Preventing digital fraud utilizing a fraud risk tiering system for initial and ongoing assessment of risk
Abstract
The present disclosure relates to systems, non-transitory computer-readable media, and methods for managing fraud-risk in digital networks utilizing an intelligently trained fraud-risk tiering system. In particular, in one or more embodiments, the disclosed systems utilize one or more fraud-risk tiering models to determine an initial risk tier for a digital account from a plurality of risk tiers based on attributes received upon creation of the digital account. Further, in one or more embodiments, the disclosed systems utilize one or more fraud-risk tiering models to determine an updated risk tier for the digital account further based on account usage data. In some embodiments, the disclosed systems utilize one or more machine learning models for initial and ongoing fraud-risk assessment of digital accounts.
Claims
exact text as granted — not AI-modifiedWhat is claimed is:
1 . A computer-implemented method comprising:
receiving, from a user computing device associated with a user, a request to create a digital account, the request comprising user enrollment data and device data associated with the user computing device; creating, in response to receiving the request, the digital account; determining an initial risk tier for the digital account from a plurality of risk tiers based on attributes corresponding to the user enrollment data and the device data; identifying account usage data corresponding to the digital account; and determining an updated risk tier for the digital account based on the account usage data.

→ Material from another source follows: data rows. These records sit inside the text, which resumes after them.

//! Command line front end: argument parsing, logging setup, key loading and
//! output rendering. The binary in `src/bin/jwe-tool.rs` only calls [`main`].

use std::error::Error as StdError;
use std::fs::{self, OpenOptions};
use std::io::{self, IsTerminal, Read, Write};
use std::path::{Path, PathBuf};
use std::process::ExitCode;
use std::sync::Mutex;

use clap::{Args, Parser, Subcommand};
use owo_colors::OwoColorize;
use serde_json::Value;
use tracing_subscriber::EnvFilter;

use crate::alg::{ContentEncryption, KeyManagement, SerializationMode, SignatureAlgorithm};
use crate::config::PipelineConfig;
use crate::envelope::{EncodeOptions, Pipeline, SignOptions, Trust, DEFAULT_DURATION};
use crate::handle::KeyHandle;
use crate::password::EnvPassword;
use crate::resolver::Resolver;
use crate::wire::Token;

type CliResult<T = ()> = Result<T, Box<dyn StdError + Send + Sync>>;

#[derive(Parser, Debug)]
#[command(name = "jwe-tool", version, about = "Sign, encrypt, decrypt and verify JOSE envelopes")]
pub struct Cli {
    #[command(subcommand)]
    pub command: Command,

    /// trace, debug, info, warn, error or all
    #[arg(long, global = true, default_value = "info", env = "JWE_TOOL_LOG_LEVEL")]
    pub log_level: String,

    /// Append log output to this file instead of stderr
    #[arg(long, global = true, env = "JWE_TOOL_LOG_FILE")]
    pub log_file: Option<PathBuf>,
}

#[derive(Subcommand, Debug)]
pub enum Command {
    /// Optionally sign a JSON claim set, then encrypt it
    Encrypt(EncryptArgs),
    /// Decrypt an envelope and verify the token inside
    Decrypt(DecryptArgs),
    /// Sign a JSON claim set
    Sign(SignArgs),
    /// Verify a signed token
    Verify(VerifyArgs),
}

#[derive(Args, Debug)]
pub struct IoArgs {
    /// Input file (stdin when omitted)
    #[arg(long = "in", value_name = "FILE")]
    pub input: Option<PathBuf>,

    /// Output file (stdout when omitted)
    #[arg(long, value_name = "FILE")]
    pub out: Option<PathBuf>,
}

#[derive(Args, Debug)]
pub struct PasswordArgs {
    /// Fail instead of prompting for a key password
    #[arg(long)]
    pub no_prompt: bool,

    /// Read key passwords from this environment variable
    #[arg(long, value_name = "VAR")]
    pub password_env: Option<String>,
}

#[derive(Args, Debug)]
pub struct TokenArgs {
    /// Signature algorithm
    #[arg(long, default_value = "RS256", env = "JWE_TOOL_SIGN_ALG")]
    pub sign_alg: SignatureAlgorithm,

    /// Key id: selects the key in a key set and goes into the token header
    #[arg(long, default_value = "", env = "JWE_TOOL_KID")]
    pub kid: String,

    /// Token lifetime, e.g. 30m or 2h45m
    #[arg(long, default_value = DEFAULT_DURATION, env = "JWE_TOOL_DURATION")]
    pub duration: String,
}

#[derive(Args, Debug)]
pub struct EncryptArgs {
    #[command(flatten)]
    pub io: IoArgs,
    #[command(flatten)]
    pub password: PasswordArgs,
    #[command(flatten)]
    pub token: TokenArgs,

    /// Signing key; the payload is encrypted as-is when omitted
    #[arg(long, value_name = "FILE", env = "JWE_TOOL_SIGN_KEY")]
    pub sign_key: Option<PathBuf>,

    /// Recipient key
    #[arg(long, value_name = "FILE", env = "JWE_TOOL_ENCRYPT_KEY")]
    pub encrypt_key: PathBuf,

    /// Key id of the recipient key inside a key set
    #[arg(long, default_value = "")]
    pub enc_kid: String,

    /// Key management algorithm
    #[arg(long, default_value = "RSA-OAEP", env = "JWE_TOOL_KEY_ALG")]
    pub key_alg: KeyManagement,

    /// Content encryption algorithm
    #[arg(long, default_value = "A128GCM", env = "JWE_TOOL_ENC")]
    pub enc: ContentEncryption,

    /// compact or full, applied to the token and the envelope
    #[arg(long, default_value = "compact")]
    pub serialization: SerializationMode,
}

#[derive(Args, Debug)]
pub struct DecryptArgs {
    #[command(flatten)]
    pub io: IoArgs,
    #[command(flatten)]
    pub password: PasswordArgs,

    /// Recipient private key
    #[arg(long, value_name = "FILE", env = "JWE_TOOL_DECRYPT_KEY")]
    pub decrypt_key: PathBuf,

    /// Key id of the decryption key inside a key set
    #[arg(long, default_value = "")]
    pub enc_kid: String,

    /// Signer public key; verification is skipped when omitted
    #[arg(long, value_name = "FILE", env = "JWE_TOOL_VERIFY_KEY")]
    pub verify_key: Option<PathBuf>,

    /// Key id of the verification key
    #[arg(long, default_value = "", env = "JWE_TOOL_KID")]
    pub kid: String,
}

#[derive(Args, Debug)]
pub struct SignArgs {
    #[command(flatten)]
    pub io: IoArgs,
    #[command(flatten)]
    pub password: PasswordArgs,
    #[command(flatten)]
    pub token: TokenArgs,

    #[arg(long, value_name = "FILE", env = "JWE_TOOL_SIGN_KEY")]
    pub sign_key: PathBuf,

    /// compact or full
    #[arg(long, default_value = "compact")]
    pub serialization: SerializationMode,
}

#[derive(Args, Debug)]
pub struct VerifyArgs {
    #[command(flatten)]
    pub io: IoArgs,
    #[command(flatten)]
    pub password: PasswordArgs,

    #[arg(long, value_name = "FILE", env = "JWE_TOOL_VERIFY_KEY")]
    pub verify_key: PathBuf,

    #[arg(long, default_value = "", env = "JWE_TOOL_KID")]
    pub kid: String,
}

pub fn main() -> ExitCode {
    let cli = Cli::parse();
    if let Err(e) = init_logging(&cli.log_level, cli.log_file.as_deref()) {
        eprintln!("error: {}", e);
        return ExitCode::FAILURE;
    }
    match run(cli.command) {
        Ok(()) => ExitCode::SUCCESS,
        Err(e) => {
            tracing::error!(error = %e, "command failed");
            eprintln!("error: {}", e);
            ExitCode::FAILURE
        }
    }
}

/// Map a log level name onto a filter directive. `RUST_LOG` wins when set.
fn filter_directive(level: &str) -> String {
    match level.to_ascii_lowercase().as_str() {
        "all" => "trace".to_string(),
        "fatal" | "panic" => "error".to_string(),
        "disabled" => "off".to_string(),
        other => other.to_string(),
    }
}

pub fn init_logging(level: &str, file: Option<&Path>) -> CliResult {
    let filter = match EnvFilter::try_from_default_env() {
        Ok(filter) => filter,
        Err(_) => EnvFilter::try_new(filter_directive(level))?,
    };
    let builder = tracing_subscriber::fmt().with_env_filter(filter).with_target(false);
    match file {
        Some(path) => {
            let file = OpenOptions::new().create(true).append(true).open(path)?;
            builder.with_ansi(false).with_writer(Mutex::new(file)).try_init()?;
        }
        None => builder.with_writer(io::stderr).try_init()?,
    }
    Ok(())
}

pub fn run(command: Command) -> CliResult {
    let pipeline = Pipeline::new(PipelineConfig::default());
    match command {
        Command::Encrypt(args) => encrypt(&pipeline, args),
        Command::Decrypt(args) => decrypt(&pipeline, args),
        Command::Sign(args) => sign(&pipeline, args),
        Command::Verify(args) => verify(&pipeline, args),
    }
}

fn encrypt(pipeline: &Pipeline, args: EncryptArgs) -> CliResult {
    let keys = KeyLoader::new(&args.password);
    let sign = SignOptions {
        algorithm: args.token.sign_alg,
        private_key: match &args.sign_key {
            Some(path) => Some(keys.private(path, &args.token.kid)?),
            None => None,
        },
        public_key: None,
        key_id: args.token.kid.clone(),
        duration: args.token.duration.clone(),
        serialization: args.serialization,
    };
    let encode = EncodeOptions {
        algorithm: args.key_alg,
        content_encoding: args.enc,
        private_key: None,
        public_key: Some(keys.public(&args.encrypt_key, &args.enc_kid)?),
        serialization: args.serialization,
    };

    let payload = read_input(args.io.input.as_deref())?;
    let sealed = pipeline.sign_then_encrypt(&payload, &sign, &encode)?;
    if let Some(signed) = &sealed.signed {
        for warning in &signed.warnings {
            eprintln!("{} {}", "warning:".yellow().bold(), warning);
        }
    }
    write_output(args.io.out.as_deref(), sealed.envelope.as_bytes())
}

fn decrypt(pipeline: &Pipeline, args: DecryptArgs) -> CliResult {
    let keys = KeyLoader::new(&args.password);
    let encode = EncodeOptions {
        private_key: Some(keys.private(&args.decrypt_key, &args.enc_kid)?),
        ..EncodeOptions::default()
    };
    let sign = SignOptions {
        public_key: match &args.verify_key {
            Some(path) => Some(keys.public(path, &args.kid)?),
            None => None,
        },
        key_id: args.kid.clone(),
        ..SignOptions::default()
    };

    let envelope = String::from_utf8(read_input(args.io.input.as_deref())?)?;
    let opened = pipeline.decrypt_then_verify(&envelope, &encode, &sign)?;

    let report = Report::new();
    match &args.io.out {
        Some(path) => fs::write(path, &opened.plaintext)?,
        None => report.section("Plaintext", &String::from_utf8_lossy(&opened.plaintext)),
    }
    report.json("Envelope header", &Value::Object(opened.header.clone()))?;
    if let Some(token) = &opened.token {
        report.token(token)?;
    }
    report.trust(&opened.trust);
    Ok(())
}

fn sign(pipeline: &Pipeline, args: SignArgs) -> CliResult {
    let keys = KeyLoader::new(&args.password);
    let opts = SignOptions {
        algorithm: args.token.sign_alg,
        private_key: Some(keys.private(&args.sign_key, &args.token.kid)?),
        public_key: None,
        key_id: args.token.kid.clone(),
        duration: args.token.duration.clone(),
        serialization: args.serialization,
    };
    let payload = read_input(args.io.input.as_deref())?;
    let signed = pipeline.sign(&payload, &opts)?;
    for warning in &signed.warnings {
        eprintln!("{} {}", "warning:".yellow().bold(), warning);
    }
    write_output(args.io.out.as_deref(), signed.serialized.as_bytes())
}

fn verify(pipeline: &Pipeline, args: VerifyArgs) -> CliResult {
    let keys = KeyLoader::new(&args.password);
    let opts = SignOptions {
        public_key: Some(keys.public(&args.verify_key, &args.kid)?),
        key_id: args.kid.clone(),
        ..SignOptions::default()
    };
    let token = String::from_utf8(read_input(args.io.input.as_deref())?)?;
    let checked = pipeline.verify(&token, &opts)?;

    let report = Report::new();
    report.token(&checked.token)?;
    report.trust(&checked.trust);
    if let Some(path) = &args.io.out {
        let claims = serde_json::to_vec_pretty(&checked.token.claims)?;
        fs::write(path, claims)?;
    }
    Ok(())
}

/// Reads key files and resolves them with the command's password settings.
struct KeyLoader {
    resolver: Resolver,
    allow_prompt: bool,
}

impl KeyLoader {
    fn new(args: &PasswordArgs) -> Self {
        let resolver = match &args.password_env {
            Some(var) => Resolver::new(EnvPassword::new(var.clone())),
            None => Resolver::default(),
        };
        Self {
            resolver,
            allow_prompt: !args.no_prompt,
        }
    }

    fn private(&self, path: &Path, kid: &str) -> CliResult<KeyHandle> {
        let bytes = read_key(path)?;
        Ok(self.resolver.resolve_private(&bytes, self.allow_prompt, kid)?)
    }

    fn public(&self, path: &Path, kid: &str) -> CliResult<KeyHandle> {
        let bytes = read_key(path)?;
        Ok(self.resolver.resolve_public(&bytes, self.allow_prompt, kid)?)
    }
}

fn read_key(path: &Path) -> CliResult<Vec<u8>> {
    tracing::debug!(path = %path.display(), "reading key file");
    fs::read(path).map_err(|e| format!("{}: {}", path.display(), e).into())
}

fn read_input(path: Option<&Path>) -> CliResult<Vec<u8>> {
    match path {
        Some(path) => fs::read(path).map_err(|e| format!("{}: {}", path.display(), e).into()),
        None => {
            let mut buf = Vec::new();
            io::stdin().read_to_end(&mut buf)?;
            Ok(buf)
        }
    }
}

fn write_output(path: Option<&Path>, bytes: &[u8]) -> CliResult {
    match path {
        Some(path) => fs::write(path, bytes)?,
        None => {
            let mut stdout = io::stdout().lock();
            stdout.write_all(bytes)?;
            stdout.write_all(b"\n")?;
        }
    }
    Ok(())
}

/// Human readable output on stdout, coloured when stdout is a terminal.
struct Report {
    color: bool,
}

impl Report {
    fn new() -> Self {
        let color = io::stdout().is_terminal() && std::env::var_os("NO_COLOR").is_none();
        Self { color }
    }

    fn title(&self, title: &str) -> String {
        if self.color {
            title.bold().cyan().to_string()
        } else {
            title.to_string()
        }
    }

    fn section(&self, title: &str, body: &str) {
        println!("{}", self.title(title));
        println!("{}", body);
    }

    fn json(&self, title: &str, value: &Value) -> CliResult {
        let pretty = serde_json::to_string_pretty(value)?;
        let body = if self.color { pretty.green().to_string() } else { pretty };
        self.section(title, &body);
        Ok(())
    }

    fn token(&self, token: &Token) -> CliResult {
        self.json("Token header", &Value::Object(token.header.clone()))?;
        self.json("Token claims", &Value::Object(token.claims.clone()))
    }

    fn trust(&self, trust: &Trust) {
        let (text, ok) = match trust {
            Trust::Verified => ("signature verified".to_string(), true),
            Trust::Unverified(warning) => (warning.to_string(), false),
            Trust::NotChecked => ("signature not checked".to_string(), false),
        };
        match (self.color, ok) {
            (true, true) => println!("{}", text.green().bold()),
            (true, false) => println!("{}", text.yellow().bold()),
            (false, _) => println!("{}", text),
        }
    }
}

#[cfg(test)]
mod tests {
    use super::*;
    use clap::CommandFactory;

    #[test]
    fn cli_definition_is_consistent() {
        Cli::command().debug_assert();
    }

    #[test]
    fn parses_encrypt_flags() {
        let cli = Cli::try_parse_from([
            "jwe-tool",
            "encrypt",
            "--encrypt-key",
            "pub.pem",
            "--sign-key",
            "key.pem",
            "--sign-alg",
            "ES256",
            "--key-alg",
            "RSA-OAEP-256",
            "--enc",
            "A256GCM",
            "--serialization",
            "full",
            "--kid",
            "k1",
            "--no-prompt",
            "--log-level",
            "all",
        ])
        .unwrap();
        assert_eq!(cli.log_level, "all");
        let Command::Encrypt(args) = cli.command else {
            panic!("expected encrypt");
        };
        assert_eq!(args.token.sign_alg, SignatureAlgorithm::Es256);
        assert_eq!(args.key_alg, KeyManagement::RsaOaep256);
        assert_eq!(args.enc, ContentEncryption::A256Gcm);
        assert_eq!(args.serialization, SerializationMode::Full);
        assert_eq!(args.token.kid, "k1");
        assert!(args.password.no_prompt);
    }

    #[test]
    fn rejects_unknown_algorithm() {
        let parsed = Cli::try_parse_from(["jwe-tool", "sign", "--sign-key", "k.pem", "--sign-alg", "none"]);
        assert!(parsed.is_err());
    }

    #[test]
    fn second_logging_init_is_an_error() {
        let path = std::env::temp_dir().join(format!("jwe-tool-log-{}.txt", std::process::id()));
        init_logging("debug", Some(&path)).unwrap();
        let again = init_logging("info", None);
        assert!(again.is_err());
        let _ = fs::remove_file(path);
    }

    #[test]
    fn level_names() {
        assert_eq!(filter_directive("all"), "trace");
        assert_eq!(filter_directive("WARN"), "warn");
        assert_eq!(filter_directive("fatal"), "error");
    }
}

2 . The computer-implemented method of claim 1 , wherein determining the initial risk tier for the digital account comprises comparing a user address from the user enrollment data with a geospatial location from the device data.
3 . The computer-implemented method of claim 1 , further comprising:
determining the initial risk tier utilizing a first fraud-risk model; and determining the updated risk tier utilizing a second fraud-risk model.
4 . The computer-implemented method of claim 1 , wherein the account usage data comprises at least one of transaction history, login history, or account verification activity.
5 . The computer-implemented method of claim 1 , wherein the plurality of risk tiers comprises a low-risk tier corresponding to a relatively lower likelihood of fraudulent activity and a high-risk tier corresponding to a relatively higher likelihood of fraudulent activity.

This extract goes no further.